> _ASSIGNMENT_
Give an exact copy of the data that follows.

>>

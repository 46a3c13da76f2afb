//! Root bundle configuration (bundle.yml)

use std::collections::BTreeMap;
use std::fs;
use std::path::Path;

use serde::{Deserialize, Serialize};

use crate::config::{Environment, Resources, Workspace};
use crate::error::{BundleError, Result, config_invalid, config_parse_failed, config_read_failed};

/// Bundle identity
#[derive(Debug, Clone, Default, PartialEq, Eq, Serialize, Deserialize)]
#[serde(deny_unknown_fields)]
pub struct BundleInfo {
    pub name: String,
}

/// Full bundle configuration
#[derive(Debug, Clone, Default, PartialEq, Serialize, Deserialize)]
#[serde(deny_unknown_fields)]
pub struct Root {
    #[serde(default)]
    pub bundle: BundleInfo,

    /// Glob patterns of additional configuration files, relative to the bundle root
    #[serde(default, skip_serializing_if = "Vec::is_empty")]
    pub include: Vec<String>,

    #[serde(default)]
    pub workspace: Workspace,

    #[serde(default)]
    pub resources: Resources,

    #[serde(default, skip_serializing_if = "BTreeMap::is_empty")]
    pub environments: BTreeMap<String, Environment>,

    /// Name of the selected environment
    #[serde(skip_deserializing, skip_serializing_if = "Option::is_none")]
    pub environment: Option<String>,
}

/// Configuration file pulled in through `include`
///
/// Included files only contribute resources.
#[derive(Debug, Clone, Default, PartialEq, Deserialize)]
#[serde(deny_unknown_fields)]
pub struct IncludedConfig {
    #[serde(default)]
    pub resources: Resources,
}

impl Root {
    /// Parse configuration from a YAML string
    pub fn from_yaml(yaml: &str) -> Result<Self> {
        let root: Self = serde_yaml::from_str(yaml)?;
        Ok(root)
    }

    /// Serialize configuration to a YAML string
    pub fn to_yaml(&self) -> Result<String> {
        Ok(serde_yaml::to_string(self)?)
    }

    /// Serialize configuration to pretty printed JSON
    pub fn to_json(&self) -> Result<String> {
        Ok(serde_json::to_string_pretty(self)?)
    }

    /// Load and validate configuration from a file
    pub fn load(path: &Path) -> Result<Self> {
        let root: Self = load_yaml(path)?;
        root.validate()?;
        Ok(root)
    }

    /// Validate fields the loader requires
    pub fn validate(&self) -> Result<()> {
        if self.bundle.name.trim().is_empty() {
            return Err(config_invalid("bundle name is not defined"));
        }
        Ok(())
    }
}

impl IncludedConfig {
    pub fn load(path: &Path) -> Result<Self> {
        load_yaml(path)
    }
}

/// Read and parse a YAML file, attributing failures to its path
fn load_yaml<T>(path: &Path) -> Result<T>
where
    T: for<'de> Deserialize<'de>,
{
    let content = fs::read_to_string(path)
        .map_err(|e| config_read_failed(path.display().to_string(), e.to_string()))?;

    serde_yaml::from_str(&content).map_err(|e| match BundleError::from(e) {
        BundleError::ConfigParseFailed { reason, .. } => {
            config_parse_failed(path.display().to_string(), reason)
        }
        other => other,
    })
}

#[cfg(test)]
#[allow(clippy::unwrap_used)]
mod tests {
    use super::*;
    use tempfile::TempDir;

    const BUNDLE_YAML: &str = r"
bundle:
  name: demo

workspace:
  root: /Users/jane.doe@example.com/.bundle/demo

resources:
  jobs:
    etl:
      tasks:
        - notebook_task:
            notebook_path: ./etl.py

environments:
  dev:
    default: true
  prod:
    workspace:
      root: /Shared/demo
";

    #[test]
    fn test_from_yaml() {
        let root = Root::from_yaml(BUNDLE_YAML).unwrap();
        assert_eq!(root.bundle.name, "demo");
        assert_eq!(
            root.workspace.root.as_deref(),
            Some("/Users/jane.doe@example.com/.bundle/demo")
        );
        assert_eq!(root.resources.jobs["etl"].tasks.len(), 1);
        assert!(root.environments["dev"].default);
        assert_eq!(root.environment, None);
    }

    #[test]
    fn test_unknown_key_is_rejected() {
        let result = Root::from_yaml("bundle:\n  name: demo\nartifacts: {}\n");
        assert!(matches!(
            result,
            Err(BundleError::ConfigParseFailed { .. })
        ));
    }

    #[test]
    fn test_environment_is_not_read_from_yaml() {
        let root = Root::from_yaml("bundle:\n  name: demo\n").unwrap();
        assert_eq!(root.environment, None);
    }

    #[test]
    fn test_validate_requires_name() {
        let root = Root::default();
        let err = root.validate().unwrap_err();
        assert_eq!(err.to_string(), "bundle name is not defined");
    }

    #[test]
    fn test_load_reports_path_on_parse_error() {
        let temp = TempDir::new().unwrap();
        let path = temp.path().join("bundle.yml");
        std::fs::write(&path, "bundle: [unclosed").unwrap();

        match Root::load(&path).unwrap_err() {
            BundleError::ConfigParseFailed { path: reported, .. } => {
                assert_eq!(reported, path.display().to_string());
            }
            other => panic!("unexpected error: {other}"),
        }
    }

    #[test]
    fn test_load_missing_file() {
        let temp = TempDir::new().unwrap();
        let result = Root::load(&temp.path().join("bundle.yml"));
        assert!(matches!(result, Err(BundleError::ConfigReadFailed { .. })));
    }

    #[test]
    fn test_yaml_round_trip_keeps_selected_environment() {
        let mut root = Root::from_yaml(BUNDLE_YAML).unwrap();
        root.environment = Some("dev".to_string());
        let yaml = root.to_yaml().unwrap();
        assert!(yaml.contains("environment: dev"));
    }

    #[test]
    fn test_included_config_only_has_resources() {
        let temp = TempDir::new().unwrap();
        let path = temp.path().join("jobs.yml");
        std::fs::write(&path, "include:\n  - other.yml\n").unwrap();
        assert!(IncludedConfig::load(&path).is_err());
    }
}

<<

> _THE COMPLETED TASK_
repository 46a3c13da76f2afb
//! Root bundle configuration (bundle.yml)

use std::collections::BTreeMap;
use std::fs;
use std::path::Path;

use serde::{Deserialize, Serialize};

use crate::config::{Environment, Resources, Workspace};
use crate::error::{BundleError, Result, config_invalid, config_parse_failed, config_read_failed};

/// Bundle identity
#[derive(Debug, Clone, Default, PartialEq, Eq, Serialize, Deserialize)]
#[serde(deny_unknown_fields)]
pub struct BundleInfo {
    pub name: String,
}

/// Full bundle configuration
#[derive(Debug, Clone, Default, PartialEq, Serialize, Deserialize)]
#[serde(deny_unknown_fields)]
pub struct Root {
    #[serde(default)]
    pub bundle: BundleInfo,

    /// Glob patterns of additional configuration files, relative to the bundle root
    #[serde(default, skip_serializing_if = "Vec::is_empty")]
    pub include: Vec<String>,

    #[serde(default)]
    pub workspace: Workspace,

    #[serde(default)]
    pub resources: Resources,

    #[serde(default, skip_serializing_if = "BTreeMap::is_empty")]
    pub environments: BTreeMap<String, Environment>,

    /// Name of the selected environment
    #[serde(skip_deserializing, skip_serializing_if = "Option::is_none")]
    pub environment: Option<String>,
}

/// Configuration file pulled in through `include`
///
/// Included files only contribute resources.
#[derive(Debug, Clone, Default, PartialEq, Deserialize)]
#[serde(deny_unknown_fields)]
pub struct IncludedConfig {
    #[serde(default)]
    pub resources: Resources,
}

impl Root {
    /// Parse configuration from a YAML string
    pub fn from_yaml(yaml: &str) -> Result<Self> {
        let root: Self = serde_yaml::from_str(yaml)?;
        Ok(root)
    }

    /// Serialize configuration to a YAML string
    pub fn to_yaml(&self) -> Result<String> {
        Ok(serde_yaml::to_string(self)?)
    }

    /// Serialize configuration to pretty printed JSON
    pub fn to_json(&self) -> Result<String> {
        Ok(serde_json::to_string_pretty(self)?)
    }

    /// Load and validate configuration from a file
    pub fn load(path: &Path) -> Result<Self> {
        let root: Self = load_yaml(path)?;
        root.validate()?;
        Ok(root)
    }

    /// Validate fields the loader requires
    pub fn validate(&self) -> Result<()> {
        if self.bundle.name.trim().is_empty() {
            return Err(config_invalid("bundle name is not defined"));
        }
        Ok(())
    }
}

impl IncludedConfig {
    pub fn load(path: &Path) -> Result<Self> {
        load_yaml(path)
    }
}

/// Read and parse a YAML file, attributing failures to its path
fn load_yaml<T>(path: &Path) -> Result<T>
where
    T: for<'de> Deserialize<'de>,
{
    let content = fs::read_to_string(path)
        .map_err(|e| config_read_failed(path.display().to_string(), e.to_string()))?;

    serde_yaml::from_str(&content).map_err(|e| match BundleError::from(e) {
        BundleError::ConfigParseFailed { reason, .. } => {
            config_parse_failed(path.display().to_string(), reason)
        }
        other => other,
    })
}

#[cfg(test)]
#[allow(clippy::unwrap_used)]
mod tests {
    use super::*;
    use tempfile::TempDir;

    const BUNDLE_YAML: &str = r"
bundle:
  name: demo

workspace:
  root: /Users/jane.doe@example.com/.bundle/demo

resources:
  jobs:
    etl:
      tasks:
        - notebook_task:
            notebook_path: ./etl.py

environments:
  dev:
    default: true
  prod:
    workspace:
      root: /Shared/demo
";

    #[test]
    fn test_from_yaml() {
        let root = Root::from_yaml(BUNDLE_YAML).unwrap();
        assert_eq!(root.bundle.name, "demo");
        assert_eq!(
            root.workspace.root.as_deref(),
            Some("/Users/jane.doe@example.com/.bundle/demo")
        );
        assert_eq!(root.resources.jobs["etl"].tasks.len(), 1);
        assert!(root.environments["dev"].default);
        assert_eq!(root.environment, None);
    }

    #[test]
    fn test_unknown_key_is_rejected() {
        let result = Root::from_yaml("bundle:\n  name: demo\nartifacts: {}\n");
        assert!(matches!(
            result,
            Err(BundleError::ConfigParseFailed { .. })
        ));
    }

    #[test]
    fn test_environment_is_not_read_from_yaml() {
        let root = Root::from_yaml("bundle:\n  name: demo\n").unwrap();
        assert_eq!(root.environment, None);
    }

    #[test]
    fn test_validate_requires_name() {
        let root = Root::default();
        let err = root.validate().unwrap_err();
        assert_eq!(err.to_string(), "bundle name is not defined");
    }

    #[test]
    fn test_load_reports_path_on_parse_error() {
        let temp = TempDir::new().unwrap();
        let path = temp.path().join("bundle.yml");
        std::fs::write(&path, "bundle: [unclosed").unwrap();

        match Root::load(&path).unwrap_err() {
            BundleError::ConfigParseFailed { path: reported, .. } => {
                assert_eq!(reported, path.display().to_string());
            }
            other => panic!("unexpected error: {other}"),
        }
    }

    #[test]
    fn test_load_missing_file() {
        let temp = TempDir::new().unwrap();
        let result = Root::load(&temp.path().join("bundle.yml"));
        assert!(matches!(result, Err(BundleError::ConfigReadFailed { .. })));
    }

    #[test]
    fn test_yaml_round_trip_keeps_selected_environment() {
        let mut root = Root::from_yaml(BUNDLE_YAML).unwrap();
        root.environment = Some("dev".to_string());
        let yaml = root.to_yaml().unwrap();
        assert!(yaml.contains("environment: dev"));
    }

    #[test]
    fn test_included_config_only_has_resources() {
        let temp = TempDir::new().unwrap();
        let path = temp.path().join("jobs.yml");
        std::fs::write(&path, "include:\n  - other.yml\n").unwrap();
        assert!(IncludedConfig::load(&path).is_err());
    }
}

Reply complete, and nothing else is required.